- [Work order]
As soon as the line containing "pub mod rule;" appears in the material below, start returning lines exactly, and end with the line containing "pub use crate::mapper::HazardRegulationMapper;".

=== Material for the task ===

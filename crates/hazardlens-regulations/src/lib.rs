//! HazardLens Regulations
//!
//! Pure, deterministic translation of detected hazards into regulatory
//! citations and an overall risk level.
//!
//! - Rules map a hazard type to an OSHA construction standard (29 CFR 1926)
//! - Each hazard category carries a reporting confidence threshold, with
//!   stricter per-item thresholds for PPE the work type makes mandatory
//! - Work type adjusts default severity (e.g. hard hats on general sites)

pub mod mapper;
pub mod rule;
pub mod severity;

pub use mapper::{fine_range, HazardRegulationMapper};
pub use rule::{reporting_threshold, reporting_threshold_for, RegulationRule, RegulationTable};
pub use severity::{default_severity, requires_item};

/// Prelude for convenient imports
pub mod prelude {
    pub use crate::mapper::HazardRegulationMapper;
    pub use crate::rule::{RegulationRule, RegulationTable};
    pub use crate::severity::default_severity;
}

===

- [Exercise output]
pub mod rule;
pub mod severity;

pub use mapper::{fine_range, HazardRegulationMapper};
pub use rule::{reporting_threshold, reporting_threshold_for, RegulationRule, RegulationTable};
pub use severity::{default_severity, requires_item};

/// Prelude for convenient imports
pub mod prelude {
    pub use crate::mapper::HazardRegulationMapper;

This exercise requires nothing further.